> [Assigned task]
Return every line below exactly as written.

Records from a collection:
++++

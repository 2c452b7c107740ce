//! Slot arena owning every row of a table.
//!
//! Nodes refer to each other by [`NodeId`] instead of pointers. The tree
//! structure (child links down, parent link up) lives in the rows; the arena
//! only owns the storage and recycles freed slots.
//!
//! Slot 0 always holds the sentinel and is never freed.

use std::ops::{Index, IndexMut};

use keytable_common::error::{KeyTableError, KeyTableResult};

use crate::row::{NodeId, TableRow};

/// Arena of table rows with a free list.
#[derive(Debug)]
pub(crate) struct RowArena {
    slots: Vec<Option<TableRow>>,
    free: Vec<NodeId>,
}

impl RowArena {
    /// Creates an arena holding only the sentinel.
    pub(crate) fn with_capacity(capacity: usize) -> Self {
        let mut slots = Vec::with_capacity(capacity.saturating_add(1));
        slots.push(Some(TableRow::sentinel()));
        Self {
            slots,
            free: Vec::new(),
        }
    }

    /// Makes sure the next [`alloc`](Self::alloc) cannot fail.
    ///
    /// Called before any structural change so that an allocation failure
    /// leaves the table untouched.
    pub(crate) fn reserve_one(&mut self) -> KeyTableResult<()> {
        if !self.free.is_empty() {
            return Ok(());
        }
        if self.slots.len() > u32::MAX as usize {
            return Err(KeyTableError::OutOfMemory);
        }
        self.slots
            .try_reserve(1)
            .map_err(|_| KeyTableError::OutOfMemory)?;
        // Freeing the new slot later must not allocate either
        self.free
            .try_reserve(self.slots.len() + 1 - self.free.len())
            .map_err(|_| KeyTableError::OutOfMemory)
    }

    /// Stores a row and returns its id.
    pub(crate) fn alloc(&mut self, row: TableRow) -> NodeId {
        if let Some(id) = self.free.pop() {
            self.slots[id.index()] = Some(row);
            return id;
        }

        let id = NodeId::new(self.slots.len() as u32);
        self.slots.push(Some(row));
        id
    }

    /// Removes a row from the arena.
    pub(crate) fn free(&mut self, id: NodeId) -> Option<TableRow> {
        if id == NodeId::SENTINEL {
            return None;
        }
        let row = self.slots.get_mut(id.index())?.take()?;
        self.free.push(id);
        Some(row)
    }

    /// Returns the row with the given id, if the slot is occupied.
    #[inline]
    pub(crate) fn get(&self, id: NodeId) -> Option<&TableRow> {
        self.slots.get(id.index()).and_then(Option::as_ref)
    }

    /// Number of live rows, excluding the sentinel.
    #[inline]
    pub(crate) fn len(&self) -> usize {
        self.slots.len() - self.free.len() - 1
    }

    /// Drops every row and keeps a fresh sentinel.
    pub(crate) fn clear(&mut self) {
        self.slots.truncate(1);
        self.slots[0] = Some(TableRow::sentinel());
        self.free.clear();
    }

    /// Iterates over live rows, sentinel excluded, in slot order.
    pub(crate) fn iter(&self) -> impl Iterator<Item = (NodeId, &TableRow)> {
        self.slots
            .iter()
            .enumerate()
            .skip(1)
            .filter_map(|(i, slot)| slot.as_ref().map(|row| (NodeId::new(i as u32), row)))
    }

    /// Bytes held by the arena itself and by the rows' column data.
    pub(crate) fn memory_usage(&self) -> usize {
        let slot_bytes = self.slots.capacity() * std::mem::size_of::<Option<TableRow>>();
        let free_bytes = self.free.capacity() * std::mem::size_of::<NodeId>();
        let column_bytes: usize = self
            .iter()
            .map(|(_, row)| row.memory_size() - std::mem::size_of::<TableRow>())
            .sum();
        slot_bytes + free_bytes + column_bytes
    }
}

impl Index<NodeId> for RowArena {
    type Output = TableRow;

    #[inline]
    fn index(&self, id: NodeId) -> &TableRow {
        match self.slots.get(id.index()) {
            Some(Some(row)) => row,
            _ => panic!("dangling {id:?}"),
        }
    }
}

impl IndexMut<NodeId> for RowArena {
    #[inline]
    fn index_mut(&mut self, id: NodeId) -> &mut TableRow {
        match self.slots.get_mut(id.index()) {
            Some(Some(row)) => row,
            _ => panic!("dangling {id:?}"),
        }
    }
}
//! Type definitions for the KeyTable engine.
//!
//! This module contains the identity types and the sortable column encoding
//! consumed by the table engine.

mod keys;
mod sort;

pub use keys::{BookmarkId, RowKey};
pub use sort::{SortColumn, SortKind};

++++

> [Answer to this exercise]
repository 2c452b7c107740ce
//! Slot arena owning every row of a table.
//!
//! Nodes refer to each other by [`NodeId`] instead of pointers. The tree
//! structure (child links down, parent link up) lives in the rows; the arena
//! only owns the storage and recycles freed slots.
//!
//! Slot 0 always holds the sentinel and is never freed.

use std::ops::{Index, IndexMut};

use keytable_common::error::{KeyTableError, KeyTableResult};

use crate::row::{NodeId, TableRow};

/// Arena of table rows with a free list.
#[derive(Debug)]
pub(crate) struct RowArena {
    slots: Vec<Option<TableRow>>,
    free: Vec<NodeId>,
}

impl RowArena {
    /// Creates an arena holding only the sentinel.
    pub(crate) fn with_capacity(capacity: usize) -> Self {
        let mut slots = Vec::with_capacity(capacity.saturating_add(1));
        slots.push(Some(TableRow::sentinel()));
        Self {
            slots,
            free: Vec::new(),
        }
    }

    /// Makes sure the next [`alloc`](Self::alloc) cannot fail.
    ///
    /// Called before any structural change so that an allocation failure
    /// leaves the table untouched.
    pub(crate) fn reserve_one(&mut self) -> KeyTableResult<()> {
        if !self.free.is_empty() {
            return Ok(());
        }
        if self.slots.len() > u32::MAX as usize {
            return Err(KeyTableError::OutOfMemory);
        }
        self.slots
            .try_reserve(1)
            .map_err(|_| KeyTableError::OutOfMemory)?;
        // Freeing the new slot later must not allocate either
        self.free
            .try_reserve(self.slots.len() + 1 - self.free.len())
            .map_err(|_| KeyTableError::OutOfMemory)
    }

    /// Stores a row and returns its id.
    pub(crate) fn alloc(&mut self, row: TableRow) -> NodeId {
        if let Some(id) = self.free.pop() {
            self.slots[id.index()] = Some(row);
            return id;
        }

        let id = NodeId::new(self.slots.len() as u32);
        self.slots.push(Some(row));
        id
    }

    /// Removes a row from the arena.
    pub(crate) fn free(&mut self, id: NodeId) -> Option<TableRow> {
        if id == NodeId::SENTINEL {
            return None;
        }
        let row = self.slots.get_mut(id.index())?.take()?;
        self.free.push(id);
        Some(row)
    }

    /// Returns the row with the given id, if the slot is occupied.
    #[inline]
    pub(crate) fn get(&self, id: NodeId) -> Option<&TableRow> {
        self.slots.get(id.index()).and_then(Option::as_ref)
    }

    /// Number of live rows, excluding the sentinel.
    #[inline]
    pub(crate) fn len(&self) -> usize {
        self.slots.len() - self.free.len() - 1
    }

    /// Drops every row and keeps a fresh sentinel.
    pub(crate) fn clear(&mut self) {
        self.slots.truncate(1);
        self.slots[0] = Some(TableRow::sentinel());
        self.free.clear();
    }

    /// Iterates over live rows, sentinel excluded, in slot order.
    pub(crate) fn iter(&self) -> impl Iterator<Item = (NodeId, &TableRow)> {
        self.slots
            .iter()
            .enumerate()
            .skip(1)
            .filter_map(|(i, slot)| slot.as_ref().map(|row| (NodeId::new(i as u32), row)))
    }

    /// Bytes held by the arena itself and by the rows' column data.
    pub(crate) fn memory_usage(&self) -> usize {
        let slot_bytes = self.slots.capacity() * std::mem::size_of::<Option<TableRow>>();
        let free_bytes = self.free.capacity() * std::mem::size_of::<NodeId>();
        let column_bytes: usize = self
            .iter()
            .map(|(_, row)| row.memory_size() - std::mem::size_of::<TableRow>())
            .sum();
        slot_bytes + free_bytes + column_bytes
    }
}

impl Index<NodeId> for RowArena {
    type Output = TableRow;

    #[inline]
    fn index(&self, id: NodeId) -> &TableRow {
        match self.slots.get(id.index()) {
            Some(Some(row)) => row,
            _ => panic!("dangling {id:?}"),
        }
    }
}

impl IndexMut<NodeId> for RowArena {
    #[inline]
    fn index_mut(&mut self, id: NodeId) -> &mut TableRow {
        match self.slots.get_mut(id.index()) {
            Some(Some(row)) => row,
            _ => panic!("dangling {id:?}"),
        }
    }
}
//! Type definitions for the KeyTable engine.
//!
//! This module contains the identity types and the sortable column encoding
//! consumed by the table engine.

mod keys;
mod sort;

pub use keys::{BookmarkId, RowKey};
pub use sort::{SortColumn, SortKind};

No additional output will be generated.